Minha opção foi torcer nessa competição para o Corinthians e, alegria maior, ver a efusiva manifestação de três de minhas netas, que reverenciam o time escolhido pelo saudoso pai. Eis um pequeno exemplo do que é ser corintiano. Isabel (18), a segunda neta, estava na Alemanha quando da Libertadores. O fuso horário não a impediu de assistir, via internet, à transmissão dos jogos. Finda a conquista, segundo seu relato, corria pela casa de sua tia paterna, em plena madrugada, a gritar em “silêncio”, pois todos dormiam na moradia. O valor de uma torcida é incomensurável. Hoje, a maior do Brasil. Merecem-se time e torcedores. Exemplo de amor e de dedicação. Não fosse esse “bando de loucos”, como se denomina a massa do Timão, o Corinthians não teria essa força. O título deverá dissipar traumas de outrora. Oxalá o “nação” corintiana continue a dar o belo exemplo proporcionado nesse bicampeonato. É o que todos esperamos.
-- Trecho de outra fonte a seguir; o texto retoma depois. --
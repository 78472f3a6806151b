//! End-to-end tests for the wrangling pipeline.
//!
//! Runs every pass over the Warsaw fixtures: registry conversion, street
//! correction and verification, the tag table checks, and the database load.

use std::fs;
use std::path::{Path, PathBuf};

use pretty_assertions::assert_eq;
use rusqlite::Connection;

use mapdata_wrangler::checks::{
    check_postcodes, count_street_names, find_non_latin, find_numbered_streets,
    substitute_field_file,
};
use mapdata_wrangler::config::{DataDir, ODD_STREET_NAMES, SIMC_XML};
use mapdata_wrangler::db::{count_rows, load_database, TABLES};
use mapdata_wrangler::files::open_input;
use mapdata_wrangler::osm::{correct_streets_file, verify_streets_file};
use mapdata_wrangler::{convert_registry, CorrectionTable, MissingFieldPolicy, WranglerError};

fn fixture_dir() -> PathBuf {
    Path::new(env!("CARGO_MANIFEST_DIR"))
        .join("tests")
        .join("fixtures")
        .join("warsaw")
}

fn fixture(name: &str) -> PathBuf {
    fixture_dir().join(name)
}

/// Copy every fixture into a fresh temp directory.
fn scratch_data_dir() -> tempfile::TempDir {
    let dir = tempfile::tempdir().unwrap();
    for entry in fs::read_dir(fixture_dir()).unwrap() {
        let entry = entry.unwrap();
        fs::copy(entry.path(), dir.path().join(entry.file_name())).unwrap();
    }
    dir
}

#[test]
fn test_registry_fixture_to_csv() {
    let temp = tempfile::tempdir().unwrap();
    let output = temp.path().join("simc.csv");

    let rows = convert_registry(&fixture(SIMC_XML), &output, MissingFieldPolicy::Reject).unwrap();

    assert_eq!(rows, 3);
    assert_eq!(
        fs::read_to_string(&output).unwrap(),
        fs::read_to_string(fixture("simc.csv")).unwrap()
    );
}

#[test]
fn test_registry_missing_input() {
    let temp = tempfile::tempdir().unwrap();
    let output = temp.path().join("simc.csv");

    let err = convert_registry(
        &temp.path().join("SIMC.xml"),
        &output,
        MissingFieldPolicy::Reject,
    )
    .unwrap_err();

    assert!(matches!(err, WranglerError::FileNotFound { .. }), "{err}");
    assert!(!output.exists());
}

#[test]
fn test_correct_then_verify() {
    let temp = tempfile::tempdir().unwrap();
    let output = temp.path().join("new_w.osm");
    let table = CorrectionTable::default();

    // The raw extract still has stale names
    let before = verify_streets_file(&fixture("w.osm"), &table).unwrap();
    assert_eq!(before.stale.len(), 2);

    let report = correct_streets_file(&fixture("w.osm"), &output, &table).unwrap();

    let applied: Vec<(String, &str, &str)> = report
        .corrections
        .iter()
        .map(|c| (c.feature.to_string(), c.from.as_str(), c.to.as_str()))
        .collect();
    assert_eq!(
        applied,
        vec![
            ("node 101".to_string(), "Wiejska 1", "Wiejska"),
            (
                "way 201".to_string(),
                "Powstańców Warszawy 19",
                "Powstańców Warszawy"
            ),
        ]
    );
    assert_eq!(report.street_tags, 3);

    let after = verify_streets_file(&output, &table).unwrap();
    assert!(after.is_clean(), "{:?}", after.stale);
    assert_eq!(after.street_tags, 3);
}

#[test]
fn test_correction_keeps_the_rest_of_the_document() {
    let temp = tempfile::tempdir().unwrap();
    let output = temp.path().join("new_w.osm");

    correct_streets_file(&fixture("w.osm"), &output, &CorrectionTable::default()).unwrap();

    let original = fs::read_to_string(fixture("w.osm")).unwrap();
    let corrected = fs::read_to_string(&output).unwrap();

    assert_eq!(corrected.lines().count(), original.lines().count());
    assert_eq!(
        corrected,
        original
            .replace(r#"v="Wiejska 1""#, r#"v="Wiejska""#)
            .replace(
                r#"v="Powstańców Warszawy 19""#,
                r#"v="Powstańców Warszawy""#
            )
    );
    // Relations are not features; their street tags are left alone
    assert!(corrected.contains(r#"<tag k="addr:street" v="Zadumana 1A"/>"#));
}

#[test]
fn test_correction_is_idempotent() {
    let temp = tempfile::tempdir().unwrap();
    let first = temp.path().join("first.osm");
    let second = temp.path().join("second.osm");
    let table = CorrectionTable::default();

    correct_streets_file(&fixture("w.osm"), &first, &table).unwrap();
    let report = correct_streets_file(&first, &second, &table).unwrap();

    assert!(report.corrections.is_empty());
    assert_eq!(fs::read(&first).unwrap(), fs::read(&second).unwrap());
}

#[test]
fn test_correct_in_place() {
    let dir = scratch_data_dir();
    let path = dir.path().join("w.osm");

    let report = correct_streets_file(&path, &path, &CorrectionTable::default()).unwrap();

    assert_eq!(report.corrections.len(), 2);
    assert!(verify_streets_file(&path, &CorrectionTable::default())
        .unwrap()
        .is_clean());
}

#[test]
fn test_tag_table_checks() {
    let tags = fixture("ways_tags.csv");

    let streets = find_numbered_streets(open_input(&tags).unwrap()).unwrap();
    let streets: Vec<&str> = streets.iter().map(String::as_str).collect();
    assert_eq!(streets, vec!["Karczewska 14/16", "Powstańców Warszawy 19"]);

    let postcodes = check_postcodes(open_input(&tags).unwrap()).unwrap();
    let deviant: Vec<&str> = postcodes.deviant_prefix.iter().map(String::as_str).collect();
    let malformed: Vec<&str> = postcodes.malformed.iter().map(String::as_str).collect();
    assert_eq!(deviant, vec!["2-512", "91-065"]);
    assert_eq!(malformed, vec!["2-512"]);

    let counts = count_street_names(open_input(&tags).unwrap(), ODD_STREET_NAMES).unwrap();
    assert_eq!(counts.get("Powstańców Warszawy 19"), Some(1));
    assert_eq!(counts.get("Karczewska 14/16"), Some(1));
    assert_eq!(counts.get("Powstańców Warszawy 17"), Some(0));

    let scripts = find_non_latin(open_input(&tags).unwrap(), 0).unwrap();
    assert_eq!(scripts.frequent, vec![("Варшава".to_string(), 1)]);
}

#[test]
fn test_fix_postcode_then_recheck() {
    let temp = tempfile::tempdir().unwrap();
    let output = temp.path().join("ways_tags_corrected.csv");

    let replaced =
        substitute_field_file(&fixture("ways_tags.csv"), &output, "91-065", "01-532").unwrap();
    assert_eq!(replaced, 1);

    let report = check_postcodes(open_input(&output).unwrap()).unwrap();
    assert!(!report.deviant_prefix.contains("91-065"));

    let content = fs::read_to_string(&output).unwrap();
    assert!(content.starts_with("id,key,value,type\n"));
    assert!(content.contains("201,postcode,01-532,addr\n"));
}

#[test]
fn test_load_database() {
    let dir = scratch_data_dir();
    let db_path = dir.path().join("mydb.db");
    let data = DataDir::new(dir.path());

    let report = load_database(&db_path, &data).unwrap();

    assert_eq!(report.tables.len(), TABLES.len());
    assert_eq!(report.rows("nodes"), Some(2));
    assert_eq!(report.rows("ways_tags"), Some(8));
    assert_eq!(report.rows("ways_nodes"), Some(3));
    assert_eq!(report.rows("simc"), Some(3));

    let conn = Connection::open(&db_path).unwrap();
    assert_eq!(count_rows(&conn, "ways").unwrap(), 2);

    let name: String = conn
        .query_row("SELECT name FROM simc WHERE sym = 918153", [], |r| r.get(0))
        .unwrap();
    assert_eq!(name, "Mokotów");
}

#[test]
fn test_load_database_twice_replaces_tables() {
    let dir = scratch_data_dir();
    let db_path = dir.path().join("mydb.db");
    let data = DataDir::new(dir.path());

    load_database(&db_path, &data).unwrap();
    let report = load_database(&db_path, &data).unwrap();

    assert_eq!(report.rows("nodes"), Some(2));
    let conn = Connection::open(&db_path).unwrap();
    assert_eq!(count_rows(&conn, "nodes").unwrap(), 2);
}

#[test]
fn test_load_database_requires_every_file() {
    let dir = scratch_data_dir();
    fs::remove_file(dir.path().join("ways_nodes.csv")).unwrap();
    let db_path = dir.path().join("mydb.db");

    let err = load_database(&db_path, &DataDir::new(dir.path())).unwrap_err();

    assert!(matches!(err, WranglerError::FileNotFound { .. }), "{err}");
    assert!(!db_path.exists());
}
A todos os generosos leitores desejo um Natal aconchegante. Que o espírito essencial da comemoração dessa data maior da cristandade contagie todos nós nessa busca eterna do aperfeiçoamento interior.
On Corinthians’ 1-0 win over Chelsea in the final of the 2012 FIFA Club World Cup in Yokohama last Sunday and the fantastic mass pilgrimage of the club’s faithful followers from all continents to Japan, the “Corinthian” invasion that painted in black and white the Toyota stadium, hugely outnumbering Chelsea’s fans. Such show of force no doubt pushed the team from São Paulo to victory.